Despite Jones' frequent complaints, LM Wind Power failed to discipline the harassers in any meaningful way, the suit says, and instead allowed the abuse to continue.

Eventually, LM Wind Power fired Jones in October 2019 as retaliation for his complaints, the suit says.

Company spokesman Fernando Reartes declined to answer questions from the Star Tribune on Friday or make anyone available to address the lawsuit.

Instead, he released a statement that read, "LM Wind Power has not and does not tolerate discrimination, harassment or retaliation of any kind. LM Wind Power took appropriate action, and we look forward to a respectful and fair resolution of the matter."

The EEOC said the company's troubling conduct goes back to at least 2016 and violates the Civil Rights Act of 1964, which prohibits race-related harassment and retaliation.

In hopes of avoiding its lawsuit, the agency said, it tried unsuccessfully to reach a settlement on behalf of Jones.

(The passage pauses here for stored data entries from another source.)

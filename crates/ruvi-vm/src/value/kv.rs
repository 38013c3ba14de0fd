// SPDX-License-Identifier: GPL-3.0-or-later
// Copyright 2026 The Ruvi Authors

//! Symbol-keyed value store.
//!
//! One store is a single pool block: a small header followed by inline
//! `(symbol, value)` entries. The same layout backs instance variable
//! tables, class variables, globals and the constant table. Growth
//! reallocates the whole block, so every caller holds the store by a
//! single address it writes back after mutation.

use super::Value;
use crate::memory::Memory;
use crate::pool::Pool;
use crate::symbol::SymId;
use crate::types::Addr;

#[repr(C)]
#[derive(Clone, Copy, Debug)]
struct KvHead {
    len: u16,
    cap: u16,
    _pad: u32,
}

#[repr(C)]
#[derive(Clone, Copy, Debug)]
struct KvEnt {
    sym: u32,
    _pad: u32,
    val: Value,
}

const HEAD_SIZE: u32 = core::mem::size_of::<KvHead>() as u32;
const ENT_SIZE: u32 = core::mem::size_of::<KvEnt>() as u32;

const fn block_size(cap: u16) -> u32 {
    HEAD_SIZE + (cap as u32) * ENT_SIZE
}

const fn ent_addr(kv: Addr, i: usize) -> Addr {
    kv.add(HEAD_SIZE + i as u32 * ENT_SIZE)
}

/// Allocate an empty store with room for `cap` entries.
pub fn kv_new<M: Memory>(pool: &mut Pool, mem: &mut M, owner: u8, cap: u16) -> Option<Addr> {
    let kv = pool.alloc(mem, block_size(cap), owner)?;
    mem.write(
        kv,
        KvHead {
            len: 0,
            cap,
            _pad: 0,
        },
    );
    Some(kv)
}

/// Number of entries.
#[must_use]
pub fn kv_len<M: Memory>(mem: &M, kv: Addr) -> u16 {
    let h: KvHead = mem.read(kv);
    h.len
}

/// Entry `i` as `(symbol, value)`, no refcount change.
#[must_use]
pub fn kv_entry<M: Memory>(mem: &M, kv: Addr, i: usize) -> (SymId, Value) {
    let e: KvEnt = mem.read(ent_addr(kv, i));
    (SymId::new(e.sym as u16), e.val)
}

/// Look up `sym`, no refcount change.
#[must_use]
pub fn kv_get<M: Memory>(mem: &M, kv: Addr, sym: SymId) -> Option<Value> {
    let h: KvHead = mem.read(kv);
    for i in 0..h.len as usize {
        let e: KvEnt = mem.read(ent_addr(kv, i));
        if e.sym == u32::from(sym.as_u16()) {
            return Some(e.val);
        }
    }
    None
}

/// Insert or replace `sym = val` (owned), releasing a replaced value.
///
/// Returns the possibly-moved store address; the caller must write it
/// back to wherever it keeps the store.
pub fn kv_set<M: Memory>(
    pool: &mut Pool,
    mem: &mut M,
    kv: Addr,
    sym: SymId,
    val: Value,
) -> Option<Addr> {
    let mut h: KvHead = mem.read(kv);
    for i in 0..h.len as usize {
        let at = ent_addr(kv, i);
        let mut e: KvEnt = mem.read(at);
        if e.sym == u32::from(sym.as_u16()) {
            super::decref(pool, mem, e.val);
            e.val = val;
            mem.write(at, e);
            return Some(kv);
        }
    }
    let mut kv = kv;
    if h.len == h.cap {
        let new_cap = (h.cap * 2).max(4);
        kv = pool.realloc(mem, kv, block_size(new_cap))?;
        h.cap = new_cap;
    }
    mem.write(
        ent_addr(kv, h.len as usize),
        KvEnt {
            sym: u32::from(sym.as_u16()),
            _pad: 0,
            val,
        },
    );
    h.len += 1;
    mem.write(kv, h);
    Some(kv)
}

/// Release every stored value (keys are immediates).
pub fn kv_release_contents<M: Memory>(pool: &mut Pool, mem: &mut M, kv: Addr) {
    let h: KvHead = mem.read(kv);
    for i in 0..h.len as usize {
        let e: KvEnt = mem.read(ent_addr(kv, i));
        super::decref(pool, mem, e.val);
    }
}

/// Duplicate a store; the copy's values are incref'd.
pub fn kv_dup<M: Memory>(pool: &mut Pool, mem: &mut M, owner: u8, kv: Addr) -> Option<Addr> {
    let h: KvHead = mem.read(kv);
    let copy = pool.alloc(mem, block_size(h.cap), owner)?;
    mem.copy_within(kv, copy, block_size(h.len.min(h.cap)) as usize);
    mem.write(copy, h);
    for i in 0..h.len as usize {
        let e: KvEnt = mem.read(ent_addr(copy, i));
        super::incref(mem, e.val);
    }
    Some(copy)
}
// SPDX-License-Identifier: GPL-3.0-or-later
// Copyright 2026 The Ruvi Authors

//! Cooperative scheduler.
//!
//! Tasks move between four intrusive queues chained through
//! `Task::next`:
//!
//! ```text
//! DORMANT → READY → RUNNING → (WAITING | SUSPENDED | DORMANT)
//!              ▲______________________│
//! ```
//!
//! The ready queue is kept sorted by priority (ascending number) with
//! FIFO order inside one priority, so selection is "pop head" and a
//! task whose slice expired re-enters behind its peers — round-robin
//! among equals. The waiting queue is sorted by wakeup tick.

use super::{MAX_TASKS, NO_TASK, Task, TaskState};

/// Task storage: one fixed slot per task id.
pub type Slots = [Option<Task>; MAX_TASKS];

/// Cross-task operations requested while another task is running.
///
/// Suspend/resume/terminate of *another* task only take effect at the
/// target's next scheduling point; the interpreter records them here
/// and the runtime applies them between slices.
#[derive(Clone, Copy, Debug, PartialEq, Eq)]
pub enum Effect {
    /// Move a task blocked on a mutex back to ready.
    Wake(u8),
    /// Suspend a task.
    Suspend(u8),
    /// Resume a suspended task.
    Resume(u8),
    /// Terminate a task, releasing its resources.
    Terminate(u8),
}

/// Bounded queue of pending effects.
pub struct Effects {
    items: [Option<Effect>; Effects::CAP],
    len: usize,
}

impl Effects {
    const CAP: usize = 16;

    /// An empty queue.
    #[must_use]
    pub const fn new() -> Self {
        Self {
            items: [None; Self::CAP],
            len: 0,
        }
    }

    /// Record an effect; silently drops past capacity (the queue is
    /// drained every slice, so capacity bounds one slice's requests).
    pub const fn push(&mut self, effect: Effect) {
        if self.len < Self::CAP {
            self.items[self.len] = Some(effect);
            self.len += 1;
        }
    }

    /// Take the queued effects, leaving the queue empty.
    pub fn drain(&mut self) -> impl Iterator<Item = Effect> {
        let len = self.len;
        self.len = 0;
        let mut items = [None; Self::CAP];
        core::mem::swap(&mut items, &mut self.items);
        items.into_iter().take(len).flatten()
    }
}

impl Default for Effects {
    fn default() -> Self {
        Self::new()
    }
}

/// Queue heads for the four task states.
pub struct Scheduler {
    ready: u8,
    waiting: u8,
    suspended: u8,
    dormant: u8,
}

impl Scheduler {
    /// A scheduler with all queues empty.
    #[must_use]
    pub const fn new() -> Self {
        Self {
            ready: NO_TASK,
            waiting: NO_TASK,
            suspended: NO_TASK,
            dormant: NO_TASK,
        }
    }

    /// The next task to run: head of the ready queue.
    #[must_use]
    pub const fn peek_ready(&self) -> Option<u8> {
        if self.ready == NO_TASK {
            None
        } else {
            Some(self.ready)
        }
    }

    /// Whether any task is waiting on a wakeup tick.
    #[must_use]
    pub const fn has_waiting(&self) -> bool {
        self.waiting != NO_TASK
    }

    /// Pop the ready head and mark it running.
    pub fn take_ready(&mut self, tasks: &mut Slots) -> Option<u8> {
        let id = self.peek_ready()?;
        self.ready = next_of(tasks, id);
        set_next(tasks, id, NO_TASK);
        set_state(tasks, id, TaskState::Running);
        Some(id)
    }

    /// Queue a task as ready, behind its priority group.
    pub fn enqueue_ready(&mut self, tasks: &mut Slots, id: u8) {
        set_state(tasks, id, TaskState::Ready);
        let my_prio = prio_of(tasks, id);
        let head = self.ready;
        self.ready = insert_into(tasks, head, id, |tasks, other| {
            prio_of(tasks, other) <= my_prio
        });
    }

    /// Queue a task as waiting until `wakeup`.
    pub fn enqueue_waiting(&mut self, tasks: &mut Slots, id: u8, wakeup: u32) {
        set_state(tasks, id, TaskState::Waiting);
        if let Some(t) = tasks[id as usize].as_mut() {
            t.wakeup = wakeup;
        }
        let mine = wakeup;
        let head = self.waiting;
        self.waiting = insert_into(tasks, head, id, |tasks, other| {
            wakeup_of(tasks, other) <= mine
        });
    }

    /// Queue a task as waiting with no wakeup (mutex block, endless
    /// sleep); only an explicit wake moves it on.
    pub fn park(&mut self, tasks: &mut Slots, id: u8) {
        set_state(tasks, id, TaskState::Waiting);
        if let Some(t) = tasks[id as usize].as_mut() {
            t.wakeup = u32::MAX;
        }
        let head = self.waiting;
        self.waiting = insert_into(tasks, head, id, |_, _| true);
    }

    /// Queue a task as suspended.
    pub fn enqueue_suspended(&mut self, tasks: &mut Slots, id: u8) {
        set_state(tasks, id, TaskState::Suspended);
        let head = self.suspended;
        self.suspended = insert_into(tasks, head, id, |_, _| true);
    }

    /// Queue a task as dormant (terminated).
    pub fn enqueue_dormant(&mut self, tasks: &mut Slots, id: u8) {
        set_state(tasks, id, TaskState::Dormant);
        let head = self.dormant;
        self.dormant = insert_into(tasks, head, id, |_, _| true);
    }

    /// Remove `id` from whatever queue currently holds it.
    pub fn remove(&mut self, tasks: &mut Slots, id: u8) {
        for head in [
            &mut self.ready,
            &mut self.waiting,
            &mut self.suspended,
            &mut self.dormant,
        ] {
            if remove_from(tasks, head, id) {
                return;
            }
        }
    }

    /// Whether `id` currently sits in the waiting queue.
    #[must_use]
    pub fn is_waiting(&self, tasks: &Slots, id: u8) -> bool {
        let mut at = self.waiting;
        while at != NO_TASK {
            if at == id {
                return true;
            }
            at = next_of(tasks, at);
        }
        false
    }

    /// Move every waiting task whose wakeup tick has passed to ready.
    pub fn wake_expired(&mut self, tasks: &mut Slots, now: u32) {
        while self.waiting != NO_TASK && wakeup_of(tasks, self.waiting) <= now {
            let id = self.waiting;
            self.waiting = next_of(tasks, id);
            set_next(tasks, id, NO_TASK);
            self.enqueue_ready(tasks, id);
        }
    }

    /// Explicitly wake one waiting task (mutex handoff).
    pub fn wake(&mut self, tasks: &mut Slots, id: u8) {
        let mut head = self.waiting;
        let found = remove_from(tasks, &mut head, id);
        self.waiting = head;
        if found {
            self.enqueue_ready(tasks, id);
        }
    }

    /// Whether every task slot is dormant or empty.
    #[must_use]
    pub fn all_dormant(&self, tasks: &Slots) -> bool {
        tasks
            .iter()
            .flatten()
            .all(|t| t.state == TaskState::Dormant)
    }

}

impl Default for Scheduler {
    fn default() -> Self {
        Self::new()
    }
}

// --- intrusive list helpers ---

fn next_of(tasks: &Slots, id: u8) -> u8 {
    tasks[id as usize].as_ref().map_or(NO_TASK, |t| t.next)
}

fn set_next(tasks: &mut Slots, id: u8, next: u8) {
    if let Some(t) = tasks[id as usize].as_mut() {
        t.next = next;
    }
}

fn prio_of(tasks: &Slots, id: u8) -> u8 {
    tasks[id as usize].as_ref().map_or(u8::MAX, |t| t.priority)
}

fn wakeup_of(tasks: &Slots, id: u8) -> u32 {
    tasks[id as usize].as_ref().map_or(u32::MAX, |t| t.wakeup)
}

fn set_state(tasks: &mut Slots, id: u8, state: TaskState) {
    if let Some(t) = tasks[id as usize].as_mut() {
        t.state = state;
    }
}

/// Insert `id` after the last list node for which `keep` holds;
/// returns the new head.
fn insert_into(tasks: &mut Slots, head: u8, id: u8, keep: impl Fn(&Slots, u8) -> bool) -> u8 {
    if head == NO_TASK || !keep(tasks, head) {
        set_next(tasks, id, head);
        return id;
    }
    let mut at = head;
    loop {
        let nxt = next_of(tasks, at);
        if nxt == NO_TASK || !keep(tasks, nxt) {
            set_next(tasks, id, nxt);
            set_next(tasks, at, id);
            return head;
        }
        at = nxt;
    }
}

/// Unlink `id` from the list at `head`; true when found.
fn remove_from(tasks: &mut Slots, head: &mut u8, id: u8) -> bool {
    if *head == NO_TASK {
        return false;
    }
    if *head == id {
        *head = next_of(tasks, id);
        set_next(tasks, id, NO_TASK);
        return true;
    }
    let mut at = *head;
    loop {
        let nxt = next_of(tasks, at);
        if nxt == NO_TASK {
            return false;
        }
        if nxt == id {
            set_next(tasks, at, next_of(tasks, id));
            set_next(tasks, id, NO_TASK);
            return true;
        }
        at = nxt;
    }
}
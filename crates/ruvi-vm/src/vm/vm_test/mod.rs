// SPDX-License-Identifier: GPL-3.0-or-later
// Copyright 2026 The Ruvi Authors

//! Interpreter tests, driven end to end over hand-assembled images.

#![allow(clippy::unwrap_used, clippy::expect_used)]

mod literal_test;

pub(crate) use crate::testutil::{IrepBuilder, Lit, run_image};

"No person should have to endure hateful racial slurs and threats of violence as the price of coming to work," Gregory Gochanour, regional attorney for the EEOC in Chicago, said in a statement.

Diane Smason, acting district director of the agency's Chicago office, added: "The EEOC is committed to vigorous enforcement of federal anti-discrimination law and will not tolerate retaliation against employees who oppose these illegal acts."

The suit asks the court to order LM Wind Power to immediately halt all racially discriminatory acts by its employees and craft policies that promote equal opportunities for employees regardless of race.

Also, the court is asked to order the company to pay a punitive fine, compensate Jones for lost wages and other benefits and offer his job back.

The suit also wants the company to pay him for the "emotional pain, suffering, loss of enjoyment of life, humiliation, and inconvenience in amounts to be determined at trial."

LM Wind, whose global headquarters are in Denmark, has operated in Grand Forks for about 25 years. It has facilities in nine countries in four continents, according to the corporate website.